C’est lors d’une conférence sur la cybersécurité, Cybersecurity for a new America, lundi 23 décembre à Washington, et en présence notamment de journalistes, experts en cryptographies et responsables techniques de firmes high-tech, que le directeur de la NSA est sorti du bois.

Face à toujours plus de chiffrement de données et smartphones réputés inviolables, le directeur de la NSA aimerait poser les bases d’un « cadre légal », en accord avec les entreprises du Net, permettant à son agence d’avoir accès aux données nécessaires (cloud, données mobiles, etc.) et empêcher que ces outils “soient utilisés à des fins criminelles ou d’espionnage“.

Surtout, il estime que les États-Unis ne sont pas suffisamment armés contre les cyberattaques, dans la manière de s’en protéger comme d’y répondre, juridiquement et technologiquement.
Pour appuyer ses propos, il prend l’exemple récent de la cyberattaque perpétrée contre Sony Pictures par la Corée du Nord (théorie remise en cause par certains experts, dont la France) :

« Si vous examinez la topologie de l’attaque […], elle rebondit littéralement à travers toute la planète avant d’arriver en Californie. Une infrastructure répartie sur de multiples continents, dans de multiples zones géographiques ».

Le maintien des “portes dérobées” est nécessaire

C’est pourquoi l’amiral juge nécessaire le maintien de portes dérobées.
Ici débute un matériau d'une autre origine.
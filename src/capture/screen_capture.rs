use super::FrameSource;
use anyhow::{Context, Result};
use image::{DynamicImage, RgbImage};
use xcap::Monitor;

/// Live screenshots of one monitor
pub struct ScreenCapture {
    monitor: Monitor,
}

impl ScreenCapture {
    /// Capture the primary monitor, or the first one if none is flagged primary
    pub fn primary() -> Result<Self> {
        let monitors = Monitor::all().context("Failed to enumerate monitors")?;
        tracing::debug!("Found {} monitors", monitors.len());

        let mut fallback = None;
        let mut primary = None;
        for monitor in monitors {
            if monitor.is_primary().unwrap_or(false) {
                primary = Some(monitor);
                break;
            }
            if fallback.is_none() {
                fallback = Some(monitor);
            }
        }
        let monitor = primary.or(fallback).context("no monitors found")?;

        tracing::info!(
            "Capturing monitor {} at {}x{}",
            monitor.name().unwrap_or_else(|_| "<unnamed>".to_string()),
            monitor.width().unwrap_or(0),
            monitor.height().unwrap_or(0)
        );

        Ok(Self { monitor })
    }
}

impl FrameSource for ScreenCapture {
    fn take_frame(&mut self) -> Result<RgbImage> {
        let screenshot = self
            .monitor
            .capture_image()
            .context("Failed to capture screen")?;

        Ok(DynamicImage::ImageRgba8(screenshot).to_rgb8())
    }
}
Rejetant le terme de « backdoor », il insiste pour que cet accès soit « public », autrement dit, connu et permis par les entreprises, et ainsi sortir les activités de la NSA de leur clandestinité.

Mike Rogers, directeur de la NSA
Mike Rogers, directeur de la NSA

‘Backdoor’, ce n’est pas le mot que j’emploierais, parce que quand je l’entends, je me dis : ‘Tiens, ça parait suspect, pourquoi ne passerait-on par l’entrée principale, de manière publique ?’. Nous pouvons créer une infrastructure juridique pour tout cela.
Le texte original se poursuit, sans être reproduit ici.